Can You Guess the Origins of Papyrus Fragments or Painted Ceramics? A College Student Turned the Met’s Open-Access Database Into an Online Game
If you consider yourself an art history buff, test your smarts with Anthropeum. The game pulls ten images from the Met’s open-access archive and challenges players to identify each artifact’s time and place of origin
Sifting through the Metropolitan Museum of Art’s digital collection of data and images for more than 492,000 artworks can be a daunting task. A new online game created by University of Washington undergrad Matthew Chu might help. Each day, Anthropeum serves players ten artifacts from the institution’s archives while testing their knowledge of art history.
The object of the game is simple: identify an item’s place and time of origin by dropping a pin on a map and dragging a marker across a timeline. The goal is to guess correctly based on an image of the item and a few facts about it. If players are stumped, they also have access to a few hints they can choose to use at any point during the ten rounds. If a bronze statue originated in Rome, for example, a geography hint may share that it comes from somewhere in the Mediterranean.
Once the guess is submitted, Anthropeum reveals the correct answers along with a more detailed description of the artifact. Points are awarded based on how close the guesses came to being correct, and at the end of the game players can see how well they performed compared with everyone else who played. As is the case with other popular online puzzles like Wordle, the game refreshes with a new set of challenges every day.
The Met itself is not affiliated with the new game. According to the creator, Anthropeum isn’t just a chance for art history buffs to flex their knowledge. It can also be used as an educational tool for players of all levels. “It’s meant to challenge us,” Chu tells Scientific American’s Emma Gometz. “I want people to see stuff that they don’t know, so they can learn about it.”
The 21-year-old accounting and data science major felt inspired after spending time with collectors and watching them identify coins and other artifacts, per Scientific American. He saw the potential to turn the process into a game, and, thanks to the Met’s open-access initiative, he didn’t have to look hard for high-quality materials to use.
Images of the museum’s public-domain works have been free to use under the Creative Commons Zero license since 2017. By making hundreds of thousands of pictures freely available to anyone with an internet connection, Met officials hoped to extend the institution’s reach beyond its physical location in New York City.
“Since our audience is really the three billion internet-connected individuals around the world, we need to think big about how to reach these viewers and increase our focus on those digital tactics that have the greatest impact. Open Access is one of those tactics,” Loic Tallon, the museum’s chief digital officer at the time, wrote in a blog post announcing the initiative.
The digital archive was an immediate hit. Within six months, the Met’s website saw a 64 percent uptick in image downloads. It remains an invaluable resource to everyone from scholars to casual enthusiasts.
“It’s inspiring to see how creative people are when you make a collection like the Met’s accessible for them to use, share and remix without restriction,” Tallon told Artnet’s Sarah Cascone in 2017.
Did you know? Open access
Using Smithsonian Open Access, you can download and reuse millions of images from the Institution’s collections.Chu’s latest project is one example of how open-access images can be used to build something entirely new.

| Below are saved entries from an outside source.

// Copyright (c) 2025 Dimitris Kafetzis
//
// Licensed under the MIT License.
// See LICENSE file in the project root for full license information.
//
// SPDX-License-Identifier: MIT


//! `netsketch describe` command: explain a single layer's shape effect.

use anyhow::Context;
use layer_spec::{compute_output_shape, LayerConfig, LayerKind};
use shape_inference::layer_shape_description;
use tensor_shape::Shape;

pub fn execute(layer: String, input: Option<String>, params: Option<String>) -> anyhow::Result<()> {
    let kind = LayerKind::from_str_loose(&layer)
        .ok_or_else(|| anyhow::anyhow!("unknown layer type '{layer}'"))?;

    let config = match params {
        Some(json) => {
            let value: serde_json::Value =
                serde_json::from_str(&json).context("layer parameters are not valid JSON")?;
            LayerConfig::from_value(kind, value)?
        }
        None => LayerConfig::default_for(kind),
    };
    config.validate()?;

    let input: Option<Shape> = input
        .map(|text| {
            text.parse()
                .with_context(|| format!("invalid input shape '{text}'"))
        })
        .transpose()?;

    println!("{}", layer_shape_description(&config, input.as_ref()));
    if let Some(output) = compute_output_shape(&config, input.as_ref()) {
        println!("output: {output}");
    }
    Ok(())
}
// Copyright (c) 2025 Dimitris Kafetzis
//
// Licensed under the MIT License.
// See LICENSE file in the project root for full license information.
//
// SPDX-License-Identifier: MIT

//! # layer-spec
//!
//! The knowledge base describing every layer a user can drop onto the
//! model canvas:
//!
//! - [`LayerKind`]: the closed set of node types (data sources,
//!   transform layers, the training trigger).
//! - [`LayerConfig`]: a typed configuration record per kind, parsed and
//!   validated at the boundary so the shape engine never sees loose JSON.
//! - [`LayerSpec`]: the shape contract of a kind: accepted input ranks
//!   and a human label.
//! - [`compute_output_shape`]: pure output-shape inference from an input
//!   [`tensor_shape::Shape`] and a config.
//!
//! # Example
//! ```
//! use layer_spec::{compute_output_shape, Conv2dConfig, LayerConfig, Padding, Window};
//! use tensor_shape::Shape;
//!
//! let conv = LayerConfig::Conv2d(Conv2dConfig {
//!     kernel_size: Window::square(5),
//!     filters: 8,
//!     padding: Padding::Valid,
//!     ..Default::default()
//! });
//! let out = compute_output_shape(&conv, Some(&Shape::batched(&[28, 28, 1]))).unwrap();
//! assert_eq!(out, Shape::batched(&[24, 24, 8]));
//! ```

mod config;
mod error;
mod kind;
pub mod registry;
mod target_shape;
mod window;

pub use config::{
    ActivationConfig, BatchNormConfig, Conv2dConfig, CsvSourceConfig, DenseConfig, DropoutConfig,
    EmptyConfig, LayerConfig, Pool2dConfig, RecurrentConfig, ReshapeConfig,
};
pub use error::ConfigError;
pub use kind::LayerKind;
pub use registry::{compute_output_shape, needs_flatten, LayerSpec};
pub use target_shape::TargetShape;
pub use window::{window_output, Padding, Window};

“A lot of my projects have been built around [open-source databases],” Chu tells Scientific American. “Making your project open source, someone else can build off of that and make life better for the people around you.”
Anthropeum also pulls mapping information from the open-source databases historical-basemaps and OpenHistoricalMap. Chu hopes to add artifacts from other collections in the future, but for now he’s limited to free-to-use resources. Even just pulling from the Met’s portal, he was able to program his algorithm to serve players ten new images to analyze every day for a decade. For his next phase of the project, Chu plans to make the game’s archives accessible, so players will be able to continue the fun even after completing that day’s challenge.